Но Бонапарт, в конце концов, не был обыкновенным узурпатором; его возвышение не имеет ничего общего с возвышением Кромвеля. «Я нашел, – говорил он, – корону Франции на земле и поднял ее концом своей шпаги». Живой продукт неизбежной революции, он не участвовал ни в одном из ее разрушений и до смерти герцога Энгиенского, как мне, по крайней мере, кажется, сохранял возможность узаконить свою власть благодеяниями, которые вызвали вечную благодарность нации. Его увлекло его деспотическое честолюбие, но, повторяю, не он один заблуждался.
Некоторые лица часто повторяли около него слова свободы, но нужно признать, что эти лица не были ни достаточно чисты, ни достаточно уважаемы нацией, чтобы сделаться выразителями ее воли. Честные люди, казалось, желали от Бонапарта только покоя, не очень смущаясь формой, в которой он его даст. Притом он разобрал, что тайной слабостью французов было тщеславие; он видел способ легко удовлетворить его при помощи пышности, связанной с монархической властью; он восстановил отличия, в сущности, еще демократические, потому что все имели на них право, и эти отличия не влекли за собой никаких привилегий. Поспешность, которую проявили в получении титулов, майоратов и крестов, вызывавших насмешки, пока они украшали только платье сосуда, не должна была его обмануть, если правда, что он заблуждался. Не должен ли он был, наоборот, гордиться собой, когда при помощи нескольких слов, прибавленных к именам, и нескольких кусков лент нивелировал под одним и тем же титулом претензии феодальные и претензии республиканские? «Мой наследник, кто бы он ни был, – говорил тогда Бонапарт, – вынужден будет идти вровень со своим веком и сможет удержаться только при помощи либеральных мнений; я оставлю ему в наследство эти либеральные идеи, но только лишенные их первоначальной резкости». Франция неосторожно приветствовала и эту идею.
Между тем вскоре робкий голос, который был для него голосом совести, а для нас голосом интереса, казалось, уже предупреждал его так же хорошо, как и нас. Чтобы заглушить неприятное напоминание, он хотел вскружить нам голову необыкновенным и все возобновляющимся зрелищем. Отсюда бесконечные войны, продолжительность которых казалась Бонапарту столь важной, что он считал временным всякий мир, а всякий трактат был только результатом дипломатического искусства Талейрана. В самом деле, когда Бонапарт возвращался в Париж и снова обращался к управлению Францией, помимо того, что он не знал, как быть с армией, каждая победа которой увеличивала претензии нации, он испытывал еще и неудобство от немого, но сильного и неизбежного противодействия, которое дух нашего века противопоставляет деспотизму, несмотря даже на индивидуальные слабости; деспотизм сделался, к счастью, неудобным способом правления. Как хорошо сказала госпожа де Сталь: «Ужасная дубина, которую он один мог поднять, упала наконец на его собственную голову». Счастливо, сто раз счастливо время, в которое мы живем, потому что мы исчерпали весь опыт, и теперь только сумасшедшим позволено колебаться относительно пути, который должен привести нас к спасению.

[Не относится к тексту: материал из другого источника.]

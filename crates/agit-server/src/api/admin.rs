//! Administrator-only public-data import.

use std::borrow::Cow;

use agit_core::{parse_public_csv, ColumnMapping, RowRejection, SourceMapping};
use axum::{
    body::Bytes,
    extract::{Query, State},
    Extension, Json,
};
use serde::{Deserialize, Serialize};

use crate::middleware::RequestId;

use super::{map_db_error, require_geocoder, ApiError, ApiResponse, AppState};

/// Concurrent geocoder calls per import.
const GEOCODE_CONCURRENCY: usize = 4;

#[derive(Debug, Deserialize)]
pub(super) struct ImportQuery {
    /// Source id from the mapping table; wins over `file_name`.
    pub source: Option<String>,
    /// Original file name, matched against each source's patterns.
    pub file_name: Option<String>,
    /// Geocode rows that only carry an address.
    #[serde(default)]
    pub geocode: bool,
    /// Per-upload column mapping; when `name_col` is set it wins over both
    /// `source` and `file_name`.
    pub name_col: Option<String>,
    pub address_col: Option<String>,
    pub lat_col: Option<String>,
    pub lng_col: Option<String>,
    pub indoor_col: Option<String>,
    /// Provenance label for a per-upload mapping; defaults to the fallback source's.
    pub label: Option<String>,
}

impl ImportQuery {
    fn custom_mapping(&self, fallback_label: &str) -> Option<Result<SourceMapping, String>> {
        let name = non_blank(self.name_col.as_deref())?;
        let Some(address) = non_blank(self.address_col.as_deref()) else {
            return Some(Err("'address_col' is required with 'name_col'".to_string()));
        };
        let columns = ColumnMapping {
            name,
            address,
            latitude: non_blank(self.lat_col.as_deref()),
            longitude: non_blank(self.lng_col.as_deref()),
            indoor: non_blank(self.indoor_col.as_deref()),
        };
        let label = self.label.as_deref().unwrap_or(fallback_label);
        Some(SourceMapping::custom(label, columns).map_err(|e| e.to_string()))
    }
}

fn non_blank(value: Option<&str>) -> Option<String> {
    value
        .map(str::trim)
        .filter(|v| !v.is_empty())
        .map(str::to_owned)
}

#[derive(Debug, Serialize)]
pub(super) struct ImportResponse {
    source: String,
    parsed: usize,
    inserted: usize,
    duplicates: usize,
    missing_coordinates: usize,
    /// Mapped columns the header did not carry.
    missing_columns: Vec<String>,
    rejected: Vec<RowRejection>,
}

fn select_mapping<'a>(
    state: &'a AppState,
    rid: &str,
    query: &ImportQuery,
) -> Result<Cow<'a, SourceMapping>, ApiError> {
    if let Some(custom) = query.custom_mapping(&state.public_sources.fallback.label) {
        return custom
            .map(Cow::Owned)
            .map_err(|reason| ApiError::new(rid, "validation_error", reason));
    }
    match (&query.source, &query.file_name) {
        (Some(id), _) => state
            .public_sources
            .find(id)
            .map(Cow::Borrowed)
            .ok_or_else(|| {
                ApiError::new(rid, "validation_error", format!("unknown source '{id}'"))
            }),
        (None, Some(file_name)) => Ok(Cow::Borrowed(
            state.public_sources.mapping_for(file_name),
        )),
        (None, None) => Err(ApiError::new(
            rid,
            "validation_error",
            "one of 'name_col', 'source' or 'file_name' is required",
        )),
    }
}

/// POST /api/v1/admin/import: body is the raw UTF-8 CSV export.
pub(super) async fn import_public_data(
    State(state): State<AppState>,
    Extension(req_id): Extension<RequestId>,
    Query(query): Query<ImportQuery>,
    body: Bytes,
) -> Result<Json<ApiResponse<ImportResponse>>, ApiError> {
    let rid = &req_id.0;
    let mapping = select_mapping(&state, rid, &query)?;
    let content = std::str::from_utf8(&body)
        .map_err(|_| ApiError::new(rid, "validation_error", "CSV body must be UTF-8"))?;

    let parsed = parse_public_csv(
        content,
        &mapping.columns,
        &state.public_sources.default_name,
    )
    .map_err(|e| ApiError::new(rid, "validation_error", e.to_string()))?;
    let parsed_count = parsed.records.len();
    if !parsed.missing_columns.is_empty() {
        tracing::warn!(
            source = %mapping.id,
            columns = ?parsed.missing_columns,
            "mapped columns absent from header; read as blank"
        );
    }
    let missing_columns = parsed.missing_columns;
    let mut rejected = parsed.rejected;

    let records = if query.geocode {
        let geocoder = require_geocoder(rid, &state)?;
        let backfilled =
            agit_geocoder::backfill_coordinates(geocoder, parsed.records, GEOCODE_CONCURRENCY)
                .await;
        rejected.extend(backfilled.rejected);
        backfilled.records
    } else {
        parsed.records
    };

    let summary = agit_db::import_public_areas(&state.pool, &mapping.label, &records)
        .await
        .map_err(|e| map_db_error(rid.clone(), &e))?;

    tracing::info!(
        source = %mapping.id,
        parsed = parsed_count,
        inserted = summary.inserted,
        skipped = summary.skipped(),
        "public data import finished"
    );

    rejected.extend(summary.failed);
    rejected.sort_by_key(|r| r.line);

    Ok(Json(ApiResponse::new(
        ImportResponse {
            source: mapping.id.clone(),
            parsed: parsed_count,
            inserted: summary.inserted,
            duplicates: summary.duplicates,
            missing_coordinates: summary.missing_coordinates,
            missing_columns,
            rejected,
        },
        req_id.0,
    )))
}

Но Бонапарт долго был сам ослеплен военным рвением французской молодежи. Эта неумеренная страсть к завоеваниям, данная обществу, чтобы задержать шаги к различного рода благоденствиям, увлекла нас за разрушительным оружием Бонапарта. Во Франции трудно противостоять славе, в особенности когда эта слава покрывает и замаскировывает печальную приниженность, на которую каждый видел себя осужденным. Во времена мира Бонапарт давал нам возможность видеть тайну нашего рабства. Но это рабство исчезало, когда наши дети шли водружать наши знамена на воротах всех больших городов Европы.
Так прошло довольно много времени, прежде чем мы увидели те кольца, которые каждая из наших побед прибавляла к цепи, сковывающей нашу свободу; и когда мы заметили ошибку нашего опьянения, уже было поздно противиться: армия, сделавшись соучастницей тирании, порвала с Францией и в крике о ее освобождении видела только бунт.
Самая большая ошибка Бонапарта, ошибка, зависящая от его характера, заключалась в том, что он рассчитывал свое поведение, опираясь только на успех. Быть может, правда, ему извинительнее, чем другому, сомневаться, что какая-нибудь неудача может осмелиться встать на его пути. Его естественная гордость не могла выносить мысли о поражении в каком бы то ни было роде, – в этом слабая сторона его ума, так как выдающийся человек должен предвидеть все возможности. «Мне удастся!» – Это было основное слово всех его расчетов, и часто то упрямство, с которым он это повторял, приводило к тому, чего он достигал. Наконец, его удача сделалась его основным суеверием; ему казалось, что он должен окружать ее особым культом, и это узаконило в его глазах все те жертвы, которых он от нас требовал. А мы, в этом надо признаться, не разделяли ли сначала это роковое суеверие?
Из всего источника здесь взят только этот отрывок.